Friday, January 27, 2023

9 years maintaining a sorta-popular open-source package: lessons learned

9 years maintaining a sorta-popular open source package: lessons learned

I maintain Helmet.js, a sorta-popular JavaScript package. I say “sorta” because it’s used by lots of people, but it’s not pervasive. It had 105 million downloads in 2022. Compared to React, a bigger project with 821 million downloads, Helmet is about 13% as popular.

Over the years, I’ve learned a few things, which I’ve tried to collect here. I’m sure I’d learn different lessons if I maintained a different project, but I hope some of these can be useful.

This post is primarily for (aspiring?) maintainers of open source projects. Some of these lessons may apply elsewhere, but others may not.

Know your audience

When you use something like Rails or Express or React, you probably think about it a lot. It’s part of your project’s infrastructure.

My project, on the other hand, is not exactly core infrastructure. My goal is for users to set it up once and then forget about it. I don’t want people to spend much time thinking about my project—that’s my job!

It took some time and a lot of feedback, but it’s been useful for me to learn who I’m building it for. That helps guide my decisions as a maintainer, and I’m still learning.

Careful with breaking changes

Some developers are hygienic and keep their dependencies up to date, but most don’t upgrade quickly. Most people delay updates if they ever update at all. If only we had more time!

To that end, I try to avoid breaking changes to make these updates easier.

One of Helmet’s major versions had a lot of breaking changes. The migration would be more work, I knew, but developers would only have to do it once. I even wrote a guide to help people! I saw a lot more issues and questions after I did that, despite my best efforts. And I now regret it.

I think about one of the worst examples of this in our industry: the rollout of Python 3. The difference between Python 2 and Python 3 was too great, I reckon, and many people still use Python 2. I made the same mistake on a smaller scale.

Now, I try to avoid making breaking changes. Helmet’s most recent major version had a few breaking changes which I tried to keep very small. When I have grander visions, I try to roll them out over many versions and many months.

Document your way to features

Sometimes, I’ve been asked to add a feature that I don’t think really fits into the library. But it’s still a useful idea.

For example, some users wanted to be able to conditionally use Helmet. I thought this was a useful feature, but I didn’t think it should’ve been done in my code. But it was such a common feature request…what should I do?
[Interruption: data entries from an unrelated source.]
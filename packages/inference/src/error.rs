use thiserror::Error;

/// Errors raised at the text boundary of the synthesizer.
///
/// Inference over an already-parsed value never fails; only turning
/// scope text into a value can.
#[derive(Error, Debug)]
pub enum InferenceError {
    #[error("Scope is not valid JSON: {0}")]
    InvalidJson(#[from] serde_json::Error),

    #[error("Scope must be a JSON object, found {0}")]
    NotAnObject(&'static str),
}

pub type InferenceResult<T> = Result<T, InferenceError>;
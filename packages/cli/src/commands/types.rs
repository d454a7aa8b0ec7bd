use super::{read_scope, resolve_config};
use anyhow::Result;
use clap::Args;
use scopetype_inference::{CodeGenerator, StructuralTypeInferer, TypeScriptGenerator};
use std::path::PathBuf;

#[derive(Debug, Args)]
pub struct TypesArgs {
    /// Scope JSON file (`-` for stdin)
    pub input: PathBuf,

    /// Root definition name (overrides config)
    #[arg(long)]
    pub root_name: Option<String>,

    /// Print definitions as JSON instead of TypeScript
    #[arg(long)]
    pub json: bool,

    /// Config file (defaults to scopetype.config.json in the current directory)
    #[arg(short, long)]
    pub config: Option<PathBuf>,
}

pub fn types(args: TypesArgs, cwd: &str) -> Result<()> {
    let config = resolve_config(args.config.as_ref(), cwd)?;
    let mut options = config.inference;
    if let Some(root_name) = args.root_name {
        options.root_name = root_name;
    }

    let scope = read_scope(&args.input)?;
    let types = StructuralTypeInferer::new(options.clone()).infer_scope(&scope);

    if args.json {
        println!("{}", serde_json::to_string_pretty(&types)?);
    } else {
        let gen = TypeScriptGenerator::with_options(&options);
        let interfaces: Vec<String> = types
            .definitions()
            .iter()
            .map(|def| gen.generate_interface(def))
            .collect();
        println!("{}", interfaces.join("\n\n"));
    }

    Ok(())
}
//! # Expression editor controller
//!
//! Drives one code editor bound to a live data scope.
//!
//! ## Lifecycle
//!
//! ```text
//! new ──▶ mount(surface, host) ──▶ update(props)* ──▶ unmount
//!              │                        │                │
//!   options, commit chord,      scope identity changed:  dispose
//!   focus once, install         re-synthesize, reinstall  registration
//! ```
//!
//! The declaration document is memoized on the scope's identity: passing the
//! same `Rc<Scope>` again never re-runs inference.

use crate::host::LanguageHost;
use crate::options::{
    CompilerOptions, DiagnosticsOptions, EditorConfig, EditorOptions, KeyChord, COMMIT_CHORD,
};
use crate::registry::DeclarationRegistry;
use crate::surface::EditorSurface;
use scopetype_inference::{synthesize_scope_with, DeclarationDocument, InferenceOptions, Scope};
use std::rc::Rc;
use tracing::{debug, info};

pub type ChangeHandler = Box<dyn FnMut(String)>;
pub type CommitHandler = Box<dyn FnMut()>;

/// Caller-controlled inputs of the editor
#[derive(Debug, Clone)]
pub struct EditorProps {
    pub value: String,
    pub global_scope: Rc<Scope>,
    pub disabled: bool,
    pub auto_focus: bool,
}

impl EditorProps {
    pub fn new(value: impl Into<String>, global_scope: Rc<Scope>) -> Self {
        Self {
            value: value.into(),
            global_scope,
            disabled: false,
            auto_focus: false,
        }
    }

    pub fn disabled(mut self, disabled: bool) -> Self {
        self.disabled = disabled;
        self
    }

    pub fn auto_focus(mut self, auto_focus: bool) -> Self {
        self.auto_focus = auto_focus;
        self
    }
}

/// One-shot autofocus guard, kept across remounts
#[derive(Debug, Clone, Copy, PartialEq, Eq)]
pub enum FocusState {
    NotYetFocused,
    Focused,
}

/// Commit chord binding of the mounted surface
#[derive(Debug, Clone, Copy, PartialEq, Eq)]
pub enum CommandBinding {
    Unbound,
    Bound(KeyChord),
}

struct Mounted {
    surface: Box<dyn EditorSurface>,
    commands: CommandBinding,
    /// Last content known to be in the surface
    content: String,
}

pub struct ExpressionEditor {
    props: EditorProps,
    on_change: ChangeHandler,
    on_commit: Option<CommitHandler>,
    inference: InferenceOptions,
    document: DeclarationDocument,
    registry: DeclarationRegistry,
    focus: FocusState,
    mounted: Option<Mounted>,
}

impl ExpressionEditor {
    /// Create an unmounted editor with default configuration
    pub fn new(props: EditorProps, on_change: impl FnMut(String) + 'static) -> Self {
        Self::with_config(EditorConfig::default(), props, on_change)
    }

    pub fn with_config(
        config: EditorConfig,
        props: EditorProps,
        on_change: impl FnMut(String) + 'static,
    ) -> Self {
        let registry = match config.lib_path {
            Some(path) => DeclarationRegistry::with_lib_path(path),
            None => DeclarationRegistry::new(),
        };
        let document = synthesize_scope_with(&props.global_scope, &config.inference);

        Self {
            props,
            on_change: Box::new(on_change),
            on_commit: None,
            inference: config.inference,
            document,
            registry,
            focus: FocusState::NotYetFocused,
            mounted: None,
        }
    }

    /// Builder form of [`set_on_commit`](Self::set_on_commit)
    pub fn on_commit(mut self, on_commit: impl FnMut() + 'static) -> Self {
        self.on_commit = Some(Box::new(on_commit));
        self
    }

    /// Replace the commit callback. Takes effect without rebinding the chord.
    pub fn set_on_commit(&mut self, on_commit: Option<CommitHandler>) {
        self.on_commit = on_commit;
    }

    pub fn props(&self) -> &EditorProps {
        &self.props
    }

    pub fn value(&self) -> &str {
        &self.props.value
    }

    /// Declarations for the current scope
    pub fn document(&self) -> &DeclarationDocument {
        &self.document
    }

    pub fn registry(&self) -> &DeclarationRegistry {
        &self.registry
    }

    pub fn focus_state(&self) -> FocusState {
        self.focus
    }

    pub fn command_binding(&self) -> CommandBinding {
        self.mounted
            .as_ref()
            .map_or(CommandBinding::Unbound, |m| m.commands)
    }

    pub fn is_mounted(&self) -> bool {
        self.mounted.is_some()
    }

    /// Attach the editor widget and language host.
    ///
    /// Mounting while already mounted releases the previous surface first.
    pub fn mount(&mut self, surface: Box<dyn EditorSurface>, host: Rc<dyn LanguageHost>) {
        if self.mounted.is_some() {
            self.unmount();
        }

        let mut surface = surface;
        surface.update_options(&EditorOptions::for_expressions(self.props.disabled));
        surface.set_value(&self.props.value);

        host.set_compiler_options(&CompilerOptions::for_expressions());
        host.set_diagnostics_options(&DiagnosticsOptions::default());

        surface.add_command(COMMIT_CHORD);

        if self.focus == FocusState::NotYetFocused && self.props.auto_focus && !self.props.disabled {
            surface.focus();
            self.focus = FocusState::Focused;
        }

        self.registry.attach(host);
        self.registry.install(&self.document);

        info!(
            path = %self.registry.lib_path(),
            disabled = self.props.disabled,
            focused = self.focus == FocusState::Focused,
            "Expression editor mounted"
        );

        self.mounted = Some(Mounted {
            surface,
            commands: CommandBinding::Bound(COMMIT_CHORD),
            content: self.props.value.clone(),
        });
    }

    /// Apply new props from the caller
    pub fn update(&mut self, props: EditorProps) {
        if !Rc::ptr_eq(&self.props.global_scope, &props.global_scope) {
            let document = synthesize_scope_with(&props.global_scope, &self.inference);
            if document != self.document {
                debug!(keys = props.global_scope.len(), "Scope changed, reinstalling declarations");
                self.document = document;
                self.registry.install(&self.document);
            }
        }

        if let Some(mounted) = &mut self.mounted {
            if props.disabled != self.props.disabled {
                mounted
                    .surface
                    .update_options(&EditorOptions::for_expressions(props.disabled));
            }
            if props.value != mounted.content {
                mounted.surface.set_value(&props.value);
                mounted.content = props.value.clone();
            }
        }

        self.props = props;
    }

    /// The surface content changed; report the full text to the caller
    pub fn handle_edit(&mut self, text: Option<String>) {
        let text = text.unwrap_or_default();
        if let Some(mounted) = &mut self.mounted {
            mounted.content = text.clone();
        }
        (self.on_change)(text);
    }

    /// A bound chord was pressed. Returns whether the chord was handled.
    pub fn handle_command(&mut self, chord: KeyChord) -> bool {
        let bound = matches!(
            self.command_binding(),
            CommandBinding::Bound(c) if c == chord
        );
        if !bound {
            return false;
        }

        if let Some(on_commit) = &mut self.on_commit {
            on_commit();
        }
        true
    }

    /// Release the surface and dispose the registration
    pub fn unmount(&mut self) {
        if self.mounted.take().is_none() {
            return;
        }
        self.registry.detach();
        info!(path = %self.registry.lib_path(), "Expression editor unmounted");
    }
}
use crate::options::{EditorOptions, KeyChord};

/// The mounted code editor widget, as seen by the controller.
///
/// Key presses matching a bound chord are routed back through
/// `ExpressionEditor::handle_command`; text edits through `handle_edit`.
pub trait EditorSurface {
    fn update_options(&mut self, options: &EditorOptions);

    /// Replace the full editor content
    fn set_value(&mut self, value: &str);

    fn focus(&mut self);

    fn add_command(&mut self, chord: KeyChord);
}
I found that I could document some example code that accomplished the goal, rather than actually adding it to the library. This helps people accomplish their goals without increasing Helmet’s surface area.

I don’t always think this is a useful solution, but it’s worked for me in a few cases.

Follow the tag on StackOverflow

This is a smaller tip.

A lot of programmers use Stack Overflow today. (I wish there were a popular nonprofit alternative I could recommended.)

I subscribed to the tag for my project, so I get an email any time anyone asks a question about it. In addition to (hopefully) being useful answering questions, it’s a good way to see what people struggle with.

Micro-optimizations can matter

Over the years, I’ve added many little optimizations to the project’s file size. These little optimizations, which deserve a full blog post, have cut the package size in half.

Without these optimizations, the package would be about 20 kilobytes larger. That doesn’t sound like much, but it adds up when your project has millions of downloads. That saved about 2 terabytes of bandwidth in 2022, which I think is worth doing.

(I even proposed adding some of these optimizations to core npm, but was ultimately convinced this wasn’t worth it.)

I still have lots to learn

I’ve been maintaining Helmet for 9 years. I’ve learned a lot about maintaining it in that time, and I hope this has been helpful…but I’ve still got a long way to go.

Thanks to everyone who has contributed to Helmet over the years!